Could you restate, word for word, the line that has "without a recorded" and all lines following it through the end of the entries below?

[AVAILABLE RECORDS]

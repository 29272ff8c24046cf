//! 预定义状态
//!
//! 构建引擎时，设备没有注册的预定义状态由 builder 补齐：
//!
//! | 标识                            | 状态           | 行为                                  |
//! |---------------------------------|----------------|---------------------------------------|
//! | Start                           | [`StartState`] | 无限等待，配置就绪后完成              |
//! | Stop                            | [`StopState`]  | 立即完成，转入 End                    |
//! | End                             | [`EndState`]   | 终止状态，执行后工作线程退出          |
//! | GenericError / TransitionError  | [`ErrorState`] | 拒绝普通命令，复位命令使其完成        |
//!
//! 设备可以用相同标识注册自己的实现来替换它们。

use crate::command::{CommandKind, CommandStatus};
use crate::context::StateContext;
use crate::identity::StateId;
use crate::profile::DeviceProfile;
use crate::state::{IdlePeriod, State, StateCore};
use tracing::{debug, error, info, warn};

/// 初始状态
pub struct StartState {
    core: StateCore,
}

impl StartState {
    pub fn new(next: StateId) -> Self {
        Self {
            core: StateCore::new(StateId::START)
                .with_period(IdlePeriod::Infinite)
                .with_next(next),
        }
    }
}

impl<P: DeviceProfile> State<P> for StartState {
    fn core(&self) -> &StateCore {
        &self.core
    }

    fn core_mut(&mut self) -> &mut StateCore {
        &mut self.core
    }

    fn state_proc(&mut self, ctx: &mut StateContext<'_, P>) {
        match ctx.configuration_is_set() {
            Ok(true) => {
                debug!("Configuration present, leaving {}", StateId::START);
                self.core.complete();
            },
            Ok(false) => {},
            Err(e) => warn!("Start: {}", e),
        }
    }
}

/// 停止状态：直接转入 End
pub struct StopState {
    core: StateCore,
}

impl StopState {
    pub fn new() -> Self {
        Self {
            core: StateCore::new(StateId::STOP)
                .with_period(IdlePeriod::Continuous)
                .with_next(StateId::END),
        }
    }
}

impl Default for StopState {
    fn default() -> Self {
        Self::new()
    }
}

impl<P: DeviceProfile> State<P> for StopState {
    fn core(&self) -> &StateCore {
        &self.core
    }

    fn core_mut(&mut self) -> &mut StateCore {
        &mut self.core
    }

    fn state_proc(&mut self, _ctx: &mut StateContext<'_, P>) {
        self.core.complete();
    }
}

/// 终止状态
pub struct EndState {
    core: StateCore,
}

impl EndState {
    pub fn new() -> Self {
        Self {
            core: StateCore::new(StateId::END).with_period(IdlePeriod::Infinite),
        }
    }
}

impl Default for EndState {
    fn default() -> Self {
        Self::new()
    }
}

impl<P: DeviceProfile> State<P> for EndState {
    fn core(&self) -> &StateCore {
        &self.core
    }

    fn core_mut(&mut self) -> &mut StateCore {
        &mut self.core
    }

    fn enter(&mut self, ctx: &mut StateContext<'_, P>) {
        info!("Device '{}' reached {}", ctx.device_name(), StateId::END);
    }

    fn state_proc(&mut self, _ctx: &mut StateContext<'_, P>) {}
}

/// 错误状态（GenericError / TransitionError）
///
/// 进入时记录故障原因。普通命令以 Failed 结束；复位命令
/// （[`CommandKind::is_reset`](crate::CommandKind::is_reset)）以 Success 结束并使状态完成，
/// 默认转换表把完成的错误状态带回 Start。
pub struct ErrorState {
    core: StateCore,
}

impl ErrorState {
    pub fn new(id: StateId) -> Self {
        Self {
            core: StateCore::new(id).with_period(IdlePeriod::Infinite),
        }
    }

    pub fn generic() -> Self {
        Self::new(StateId::GENERIC_ERROR)
    }

    pub fn transition() -> Self {
        Self::new(StateId::TRANSITION_ERROR)
    }
}

impl<P: DeviceProfile> State<P> for ErrorState {
    fn core(&self) -> &StateCore {
        &self.core
    }

    fn core_mut(&mut self) -> &mut StateCore {
        &mut self.core
    }

    fn enter(&mut self, ctx: &mut StateContext<'_, P>) {
        match ctx.fault() {
            Some(fault) => error!("Entered {} after fault in {}", self.core.id(), fault),
            None => warn!("Entered {} without a recorded fault", self.core.id()),
        }
    }

    fn state_proc(&mut self, ctx: &mut StateContext<'_, P>) {
        let Some(cmd) = ctx.command() else {
            return;
        };
        if cmd.kind().is_reset() {
            info!("Reset command {} received in {}", cmd.id(), self.core.id());
            ctx.complete_command(CommandStatus::Success);
            self.core.complete();
        } else {
            warn!(
                "Command {} ({:?}) failed: device is in {}",
                cmd.id(),
                cmd.kind(),
                self.core.id()
            );
            ctx.complete_command(CommandStatus::Failed);
        }
    }
}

[/AVAILABLE RECORDS]

__EXERCISE RESPONSE__:
            None => warn!("Entered {} without a recorded fault", self.core.id()),
        }
    }

    fn state_proc(&mut self, ctx: &mut StateContext<'_, P>) {
        let Some(cmd) = ctx.command() else {
            return;
        };
        if cmd.kind().is_reset() {
            info!("Reset command {} received in {}", cmd.id(), self.core.id());
            ctx.complete_command(CommandStatus::Success);
            self.core.complete();
        } else {
            warn!(
                "Command {} ({:?}) failed: device is in {}",
                cmd.id(),
                cmd.kind(),
                self.core.id()
            );
            ctx.complete_command(CommandStatus::Failed);
        }
    }
}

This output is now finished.